You should always consult the primary article under discussion when using secondary sources as support.
Here is an example of a secondary scientific article.
The title and abstract provide clues as to the nature of the article:
Title: Pathways of innovation: a history of the first effective treatment for sickle cell anemia.
Williams VL. PERSPECTIVES IN BIOLOGY AND MEDICINE. Autumn 2004.Vol.47, Iss. 4; pg. 552.
Document type: Historical Article
Source type: Periodical
Abstract: The promise of molecular medicine is the prevention and treatment of illness. Understanding the mechanism of the disease should allow one to "fix" it. For sickle cell anemia, however, knowledge of the biochemical basis of the disease was only partly responsible for finding a means of treating the disease--of equal value were hypotheses and conclusions generated from clinical observations. This article describes the research path that led to the first effective treatment for sickle cell anemia, hydroxy-urea.
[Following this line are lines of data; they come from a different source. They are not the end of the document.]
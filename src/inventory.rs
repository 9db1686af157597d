//! Per-user inventories
//!
//! An inventory only grows: collected contents are merged in by quantity.
//! Each merge is keyed by the collected box id, which makes re-applying the
//! same collection a no-op.

use crate::geo;
use crate::loot::{BoxId, Item, LootBox, UserId};
use chrono::{DateTime, Utc};
use serde::{Deserialize, Serialize};
use std::collections::BTreeSet;

/// A stack of one catalog item
#[derive(Debug, Clone, PartialEq, Serialize, Deserialize)]
pub struct InventoryItem {
    pub item: Item,
    pub quantity: u32,
    pub first_acquired_at: DateTime<Utc>,
}

/// Everything a user has collected
#[derive(Debug, Clone, PartialEq, Serialize, Deserialize)]
pub struct UserInventory {
    pub user_id: UserId,
    pub items: Vec<InventoryItem>,
    pub total_boxes_collected: u32,
    /// Best-effort mirror of distance walked across sessions
    pub total_distance_traveled: f64,
    pub last_updated: Option<DateTime<Utc>>,
    /// Boxes whose contents have already been merged
    #[serde(default)]
    pub applied_boxes: BTreeSet<BoxId>,
}

/// Result of merging one collection into an inventory
#[derive(Debug, Clone, Copy, PartialEq, Eq)]
pub enum MergeOutcome {
    Applied,
    AlreadyApplied,
}

impl UserInventory {
    /// An empty inventory
    pub fn new(user_id: UserId) -> Self {
        Self {
            user_id,
            items: Vec::new(),
            total_boxes_collected: 0,
            total_distance_traveled: 0.0,
            last_updated: None,
            applied_boxes: BTreeSet::new(),
        }
    }

    /// Quantity held of an item id
    pub fn quantity_of(&self, item_id: &str) -> u32 {
        self.items
            .iter()
            .find(|line| line.item.id == item_id)
            .map(|line| line.quantity)
            .unwrap_or(0)
    }

    /// Sum of all quantities
    pub fn total_items(&self) -> u32 {
        self.items.iter().map(|line| line.quantity).sum()
    }

    /// Whether a box's contents are already in this inventory
    pub fn has_applied(&self, box_id: &BoxId) -> bool {
        self.applied_boxes.contains(box_id)
    }

    /// Merge a collected box's contents
    ///
    /// Each item bumps the quantity of its existing line or appends a new
    /// line with quantity one. A box that was already merged is skipped.
    pub fn merge_box(&mut self, loot_box: &LootBox, now: DateTime<Utc>) -> MergeOutcome {
        if !self.applied_boxes.insert(loot_box.id.clone()) {
            return MergeOutcome::AlreadyApplied;
        }

        for item in &loot_box.contents {
            match self.items.iter_mut().find(|line| line.item.id == item.id) {
                Some(line) => line.quantity += 1,
                None => self.items.push(InventoryItem {
                    item: item.clone(),
                    quantity: 1,
                    first_acquired_at: now,
                }),
            }
        }

        self.total_boxes_collected += 1;
        self.last_updated = Some(now);
        MergeOutcome::Applied
    }

    /// Add walked distance to the running total
    pub fn add_distance(&mut self, meters: f64, now: DateTime<Utc>) {
        if meters > 0.0 {
            self.total_distance_traveled += meters;
            self.last_updated = Some(now);
        }
    }

    /// One-line stats, e.g. `"Items: 4 | Boxes: 2 | Distance: 350m"`
    pub fn summary(&self) -> String {
        format!(
            "Items: {} | Boxes: {} | Distance: {}",
            self.items.len(),
            self.total_boxes_collected,
            geo::format_distance(self.total_distance_traveled)
        )
    }
}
Rather than exemplifying the "bench-to-bedside" model commonly used to describe the process of therapeutic innovation, this history of this research reveals that the critical advances for the development of treatment came not from basic research, but instead from clinical and patient-oriented research. Given that the linear approach is the prevailing paradigm of therapeutic innovation, this history is important because it indicates the inadequacy of this approach for a relatively straightforward single-gene mutation disease such as sickle cell anemia and suggests the need for multiple models of innovation for more complex diseases. Thus, this article questions the expectations of molecular medicine and the dominance of a linear model of therapeutic innovation, which often excludes or subordinates other models of developing treatments.